Improved 5-mm laparoscope optics are adequate for most laparoscopic procedures. This smaller scope allows for port hopping, the risk of hernia formation is reduced, and sutures are not necessary for closure. Some surgeons prefer a 10-mm laparoscope. Use of an angled 30-degree scope tip can optimize visualization. Graspers should be ergonomically friendly, and a simple accessible locking mechanism can be helpful. Atraumatic graspers are predominantly used. A laparoscopic blunt probe is helpful with surgical dissection of the retroperitoneum and dense adhesions of endometriosis. A suction irrigator is important, in the event of unanticipated bleeding and also to irrigate at the conclusion of a case because blood is adhesiogenic and clearing the surgical field might be helpful in adhesion prevention. The tip edges of the suction irrigator are relatively sharp and can cause trauma; care should be taken when using this instrument for blunt dissection.
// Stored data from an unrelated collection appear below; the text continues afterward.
#![deny(
    unsafe_code,
    missing_docs,
    dead_code,
    unused_results,
    non_snake_case,
    unreachable_pub
)]

//! Deferred spawning for entities requested while a tick is in progress.
//!
//! Event-driven code (item use, scripted waves) may ask for new entities from
//! any thread. The registry refuses structural changes while a cursor is
//! leased, so requests wait in a [`SpawnQueue`] until the tick driver flushes
//! them between ticks.

use std::{
    collections::VecDeque,
    sync::{Mutex, MutexGuard, PoisonError},
};

use rat_game_core::{CellCoord, EntityId, MapError, RegistryError};
use rat_game_world::{ContextualMap, EntityHandle, EntityRegistry};
use thiserror::Error;
use tracing::{debug, warn};

/// A fully constructed entity waiting to join the simulation.
#[derive(Clone, Debug)]
pub struct SpawnRequest {
    entity: EntityHandle,
    extra_cells: Vec<CellCoord>,
}

impl SpawnRequest {
    /// Requests a single-tile entity placed at its current position.
    #[must_use]
    pub fn new(entity: EntityHandle) -> Self {
        Self {
            entity,
            extra_cells: Vec::new(),
        }
    }

    /// Requests an entity that additionally covers `extra_cells`.
    #[must_use]
    pub fn covering(entity: EntityHandle, extra_cells: Vec<CellCoord>) -> Self {
        Self {
            entity,
            extra_cells,
        }
    }

    /// Entity to be spawned.
    #[must_use]
    pub fn entity(&self) -> &EntityHandle {
        &self.entity
    }

    /// Cells occupied in addition to the entity's origin.
    #[must_use]
    pub fn extra_cells(&self) -> &[CellCoord] {
        &self.extra_cells
    }

    fn validate(&self, map: &ContextualMap) -> Result<(), MapError> {
        if map.contains(self.entity.id()) {
            return Err(MapError::AlreadyPlaced(self.entity.id()));
        }
        let origin = self.entity.position();
        std::iter::once(&origin)
            .chain(self.extra_cells.iter())
            .find(|cell| !map.in_bounds(**cell))
            .map_or(Ok(()), |cell| Err(MapError::out_of_bounds(*cell)))
    }
}

/// Failures reported while flushing the queue.
#[derive(Clone, Copy, Debug, PartialEq, Eq, Error)]
pub enum SpawnError {
    /// The registry refused the new entity; the request stays queued.
    #[error(transparent)]
    Registry(#[from] RegistryError),
}

/// Outcome of a successful flush.
#[derive(Clone, Debug, Default, PartialEq, Eq)]
pub struct SpawnReport {
    /// Entities that joined the registry and the map, in request order.
    pub spawned: Vec<EntityId>,
    /// Requests dropped because the map rejected their placement.
    pub rejected: Vec<(EntityId, MapError)>,
}

/// Thread-safe FIFO of pending spawn requests.
#[derive(Debug, Default)]
pub struct SpawnQueue {
    state: Mutex<QueueState>,
}

#[derive(Debug, Default)]
struct QueueState {
    pending: VecDeque<SpawnRequest>,
    /// Results of a flush interrupted by a lease, reported by the next flush.
    carried: SpawnReport,
}

impl SpawnQueue {
    /// Creates an empty queue.
    #[must_use]
    pub fn new() -> Self {
        Self::default()
    }

    /// Queues a request. Safe to call from any thread at any time.
    pub fn request(&self, request: SpawnRequest) {
        debug!(entity = %request.entity.id(), kind = ?request.entity.kind(), "spawn requested");
        self.lock().pending.push_back(request);
    }

    /// Number of queued requests.
    #[must_use]
    pub fn len(&self) -> usize {
        self.lock().pending.len()
    }

    /// Reports whether nothing is queued.
    #[must_use]
    pub fn is_empty(&self) -> bool {
        self.lock().pending.is_empty()
    }

    /// Applies every queued request in arrival order.
    ///
    /// Each entity joins the registry first and the map second, so a tick
    /// that starts in between simply finds it not yet placed. If the registry
    /// is leased the remaining requests stay queued and the error is returned;
    /// whatever was applied before the refusal is reported by the next
    /// successful flush.
    pub fn flush(
        &self,
        registry: &EntityRegistry,
        map: &ContextualMap,
    ) -> Result<SpawnReport, SpawnError> {
        let mut report = std::mem::take(&mut self.lock().carried);
        loop {
            let Some(request) = self.lock().pending.pop_front() else {
                break;
            };
            let id = request.entity.id();

            if let Err(error) = request.validate(map) {
                warn!(entity = %id, %error, "dropping spawn request");
                report.rejected.push((id, error));
                continue;
            }

            match admit(&request, registry, map) {
                Ok(Ok(())) => report.spawned.push(id),
                Ok(Err(error)) => report.rejected.push((id, error)),
                Err(error) => {
                    let mut state = self.lock();
                    state.pending.push_front(request);
                    state.carried = report;
                    return Err(error.into());
                }
            }
        }

        if !report.spawned.is_empty() {
            debug!(spawned = report.spawned.len(), "flushed spawn queue");
        }
        Ok(report)
    }

    fn lock(&self) -> MutexGuard<'_, QueueState> {
        self.state.lock().unwrap_or_else(PoisonError::into_inner)
    }
}

/// Registers the entity, then places it. A failed placement withdraws the
/// registration so the entity is never registered without being on the map.
fn admit(
    request: &SpawnRequest,
    registry: &EntityRegistry,
    map: &ContextualMap,
) -> Result<Result<(), MapError>, RegistryError> {
    let id = request.entity.id();
    registry.add_entity(request.entity.clone())?;
    if let Err(error) = map.restore(&request.entity, &request.extra_cells) {
        warn!(entity = %id, %error, "spawned entity could not be placed");
        if let Err(withdraw) = registry.remove_entities(&[id]) {
            warn!(entity = %id, error = %withdraw, "could not withdraw unplaced entity");
        }
        return Ok(Err(error));
    }
    Ok(Ok(()))
}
It is important for the surgeon to be familiar with the energy modality to be used in a case, whether it be electrosurgical, ultrasonic, or laser. An energy device ideally performs both a coagulation and a cutting mechanism . Options include a disposable bipolar vessel-sealing device, an ultrasonic dissector, laser, or simply combining the use of reusable bipolar forceps and monopolar scissors. Most energy instruments are compatible with 5-mm ports. Care must be taken with deployment of energy and dissection of surgical planes that inadvertent thermal injury to visceral structures is avoided. It is imperative to be mindful of instrument tip location at all times.
Needle holders, a laparoscopic tenaculum, specimen bags, and accessory trocars should be available. A suture or fixation device can be used to optimize exposure, and a rectal probe might be used to delineate the rectum in cases of rectovaginal endometriosis. Hemostatic agents and laparoscopic clip appliers can be useful for problematic bleeding requiring intervention beyond pressure, coagulation, or suturing. The endoscopic ligature loop provides cost-effective ligation of the appendix through a port size as little as 3 mm; laparoscopic staplers are a more costly alternative and require a 10-mm port size but may be preferable with a more complicated appendectomy.
Cystoscopic equipment might be needed to evaluate the ureteral orifices, confirm ureteral patency and bladder integrity; alternatively the laparoscope can be used as a cystoscope at the conclusion of an operative procedure ( ).
Laparoscopic port placement
Initial entry
More than 50% of all complications in laparoscopic surgery are related to the initial trocar insertion, with potentially life-threatening associated vascular and bowel injuries. Techniques and instrumentation have evolved to mitigate against such serious injury, including use of bladeless ( Fig. 10.11 ) rather than bladed trocars. The umbilicus is the thinnest site of the abdominal wall, and is the preferred site for the initial laparoscopic entry in most cases. An alternative entry site is Palmer point in the left upper quadrant, which is particularly helpful in the setting of suspected periumbilical adhesions, the presence of a larger abdominal mass, or umbilical mesh ( Fig. 10.12 ).